An important factor in getting visibility in Google is to submit a transcript of the video content.  This requires some effort but this effort is usually well repaid in terms of visibility in video searches.

Users will be able to find your video more easily if you add a transcript to each video file you have uploaded via your Video Status page. We prefer it if the format of the transcript is time-coded and saved as a .txt file. A time-coded transcript breaks the script of the video into segments. Each segment includes the time the words in the script are being said in the video followed by the actual words of the script.
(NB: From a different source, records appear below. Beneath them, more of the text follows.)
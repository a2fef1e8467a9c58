//! Plan version operations.

use jiff::civil::Date;
use log::{info, warn};
use rust_decimal::Decimal;
use serde::Serialize;

use super::Console;
use crate::{
    error::{ConsoleError, Result},
    models::{
        CreationMode, DailyLine, DateRangeSplit, PlanCreation, PlanLine, PlanVersion, RuleCheck,
        SplitType, VersionComparison,
    },
    params::{CompareVersions, CreatePlan, Id},
    transport::ApiRequest,
};

/// Body of `POST /api/plans/create-with-mode`. Only the block matching
/// `mode` is present.
#[derive(Serialize)]
#[serde(rename_all = "camelCase")]
struct CreateWithMode<'a> {
    task_id: u64,
    version_date: Date,
    description: Option<&'a str>,
    mode: CreationMode,
    #[serde(skip_serializing_if = "Option::is_none")]
    daily_lines: Option<&'a [DailyLine]>,
    #[serde(skip_serializing_if = "Option::is_none")]
    range_split: Option<&'a DateRangeSplit>,
    #[serde(skip_serializing_if = "Option::is_none")]
    single_line: Option<&'a DailyLine>,
}

impl<'a> From<&'a CreatePlan> for CreateWithMode<'a> {
    fn from(params: &'a CreatePlan) -> Self {
        let mut body = CreateWithMode {
            task_id: params.task_id,
            version_date: params.version_date,
            description: params.description.as_deref(),
            mode: params.creation.mode(),
            daily_lines: None,
            range_split: None,
            single_line: None,
        };
        match &params.creation {
            PlanCreation::DailyEntry(lines) => body.daily_lines = Some(lines),
            PlanCreation::DateRangeSplit(split) => body.range_split = Some(split),
            PlanCreation::SingleLineQuick(line) => body.single_line = Some(line),
        }
        body
    }
}

/// Dates the plan-date rule is checked against before creation.
fn planned_dates(creation: &PlanCreation) -> Vec<Date> {
    match creation {
        PlanCreation::DailyEntry(lines) => lines.iter().map(|line| line.planned_date).collect(),
        PlanCreation::DateRangeSplit(split) => vec![split.start_date, split.end_date],
        PlanCreation::SingleLineQuick(line) => vec![line.planned_date],
    }
}

/// Structural checks that never need the backend.
fn validate_creation(creation: &PlanCreation) -> Result<()> {
    match creation {
        PlanCreation::DailyEntry(lines) => {
            if lines.is_empty() {
                return Err(ConsoleError::validation("dailyLines")
                    .with_reason("At least one daily line is required"));
            }
            lines.iter().try_for_each(validate_line)
        }
        PlanCreation::SingleLineQuick(line) => validate_line(line),
        PlanCreation::DateRangeSplit(split) => validate_split(split),
    }
}

fn validate_line(line: &DailyLine) -> Result<()> {
    if line.planned_qty < Decimal::ZERO {
        return Err(ConsoleError::validation("plannedQty").with_reason(format!(
            "Planned quantity for {} must not be negative",
            line.planned_date
        )));
    }
    Ok(())
}

fn validate_split(split: &DateRangeSplit) -> Result<()> {
    if split.end_date < split.start_date {
        return Err(ConsoleError::validation("endDate")
            .with_reason("End date must be on or after start date"));
    }
    if split.total_qty <= Decimal::ZERO {
        return Err(ConsoleError::validation("totalQty")
            .with_reason("Total quantity must be greater than zero"));
    }
    if split.split_type == SplitType::CustomSplit {
        let quantities = split.custom_quantities.as_deref().unwrap_or_default();
        match split.split_count {
            Some(count) if count as usize == quantities.len() => {}
            Some(count) => {
                return Err(ConsoleError::validation("customQuantities").with_reason(format!(
                    "Custom split declares {count} period(s) but {} quantities were given",
                    quantities.len()
                )));
            }
            None => {
                return Err(ConsoleError::validation("splitCount")
                    .with_reason("Custom split requires a split count"));
            }
        }
    }
    Ok(())
}

impl Console {
    /// All versions of a task, newest first as the backend returns them.
    pub async fn list_versions(&self, task: &Id) -> Result<Vec<PlanVersion>> {
        self.client
            .fetch(ApiRequest::get(format!("/api/plans/task/{}", task.id)))
            .await
    }

    pub async fn version_lines(&self, version: &Id) -> Result<Vec<PlanLine>> {
        self.client
            .fetch(ApiRequest::get(format!("/api/plans/{}/lines", version.id)))
            .await
    }

    /// Creates a version in one of the three modes.
    ///
    /// Structural mistakes are rejected locally without contacting the
    /// backend. The planned dates are then checked against the plan-date
    /// rule; a violation stops the creation, while a check that fails for
    /// any other reason is logged and the creation proceeds.
    pub async fn create_version(&self, params: &CreatePlan) -> Result<PlanVersion> {
        validate_creation(&params.creation)?;
        self.precheck_plan_dates(params).await?;

        let request =
            ApiRequest::post("/api/plans/create-with-mode").json(&CreateWithMode::from(params))?;
        let version: PlanVersion = self.client.fetch(request).await?;
        info!(
            "Created plan version {} for task {}",
            version.version_no, params.task_id
        );
        Ok(version)
    }

    async fn precheck_plan_dates(&self, params: &CreatePlan) -> Result<()> {
        let check = RuleCheck::plan_dates(
            params.task_id,
            params.version_date,
            planned_dates(&params.creation),
        );
        match self.validate_rule(&check).await {
            Ok(()) => Ok(()),
            Err(e @ (ConsoleError::RuleViolation(_) | ConsoleError::SessionTerminated { .. })) => {
                Err(e)
            }
            Err(e) => {
                warn!("Plan date pre-check skipped: {e}");
                Ok(())
            }
        }
    }

    /// Makes `version` the single active version of its task.
    pub async fn activate_version(&self, version: &Id) -> Result<()> {
        self.client
            .execute(ApiRequest::put(format!("/api/plans/{}/activate", version.id)))
            .await?;
        info!("Activated plan version {}", version.id);
        Ok(())
    }

    /// Reactivates an earlier version.
    pub async fn revert_to_version(&self, version: &Id) -> Result<()> {
        self.client
            .execute(ApiRequest::put(format!("/api/plans/{}/revert", version.id)))
            .await?;
        info!("Reverted to plan version {}", version.id);
        Ok(())
    }

    pub async fn compare_versions(&self, params: &CompareVersions) -> Result<VersionComparison> {
        self.client
            .fetch(ApiRequest::get(format!(
                "/api/plans/compare/{}/{}",
                params.from_version, params.to_version
            )))
            .await
    }
}

#[cfg(test)]
mod tests {
    use jiff::civil::date;

    use super::*;

    fn custom_split(count: Option<u32>, quantities: Vec<i64>) -> PlanCreation {
        PlanCreation::DateRangeSplit(DateRangeSplit {
            start_date: date(2025, 11, 1),
            end_date: date(2025, 11, 30),
            total_qty: Decimal::from(100),
            split_type: SplitType::CustomSplit,
            split_count: count,
            custom_quantities: Some(quantities.into_iter().map(Decimal::from).collect()),
        })
    }

    #[test]
    fn test_custom_split_count_must_match() {
        let err = validate_creation(&custom_split(Some(3), vec![50, 50]))
            .expect_err("mismatched split should fail");
        assert!(matches!(err, ConsoleError::Validation { ref field, .. } if field == "customQuantities"));

        assert!(validate_creation(&custom_split(None, vec![50, 50])).is_err());
        assert!(validate_creation(&custom_split(Some(2), vec![50, 50])).is_ok());
    }

    #[test]
    fn test_range_and_daily_checks() {
        let mut split = DateRangeSplit {
            start_date: date(2025, 11, 10),
            end_date: date(2025, 11, 1),
            total_qty: Decimal::from(10),
            split_type: SplitType::EqualSplit,
            split_count: None,
            custom_quantities: None,
        };
        assert!(validate_split(&split).is_err());
        split.end_date = date(2025, 11, 20);
        assert!(validate_split(&split).is_ok());

        assert!(validate_creation(&PlanCreation::DailyEntry(Vec::new())).is_err());
    }

    #[test]
    fn test_planned_dates_per_mode() {
        let split = PlanCreation::DateRangeSplit(DateRangeSplit {
            start_date: date(2025, 11, 1),
            end_date: date(2025, 11, 30),
            total_qty: Decimal::from(30),
            split_type: SplitType::EqualSplit,
            split_count: None,
            custom_quantities: None,
        });
        assert_eq!(planned_dates(&split), vec![date(2025, 11, 1), date(2025, 11, 30)]);

        let daily = PlanCreation::DailyEntry(vec![
            DailyLine {
                planned_date: date(2025, 11, 3),
                planned_qty: Decimal::from(4),
                description: None,
            },
            DailyLine {
                planned_date: date(2025, 11, 4),
                planned_qty: Decimal::from(6),
                description: None,
            },
        ]);
        assert_eq!(planned_dates(&daily), vec![date(2025, 11, 3), date(2025, 11, 4)]);
    }

    #[test]
    fn test_wire_body_carries_only_selected_mode() {
        let params = CreatePlan {
            task_id: 9,
            version_date: date(2025, 11, 1),
            description: Some("rebaseline".to_string()),
            creation: PlanCreation::SingleLineQuick(DailyLine {
                planned_date: date(2025, 11, 5),
                planned_qty: Decimal::from(12),
                description: None,
            }),
        };
        let body = serde_json::to_value(CreateWithMode::from(&params)).expect("serialize");
        assert_eq!(body["mode"], "SINGLE_LINE_QUICK");
        assert_eq!(body["taskId"], 9);
        assert!(body.get("singleLine").is_some());
        assert!(body.get("dailyLines").is_none());
        assert!(body.get("rangeSplit").is_none());
    }
}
What used to be a relatively simple process of shooting and submitting to YouTube is suddenly becoming somewhat more complicated.  Even then a word of caution is appropriate.  People are now used to seeing good-quality videos and one with inferior quality may well do more harm than good.

Developing A Good Video

Developing a high quality video is not difficult but you should plan carefully exactly what you will do.  Usually the video quality with most video cameras will be adequate, provided appropriate lighting is arranged.  The audio may be more of a problem but Barry Schwartz for example finds the Samson C01U USB Microphone works very well for him.

There are a number of factors to consider and a very professional approach is to be encouraged.  For example it is probably appropriate to have background music at the start and at the end of the video.  High quality caption pages should also be used.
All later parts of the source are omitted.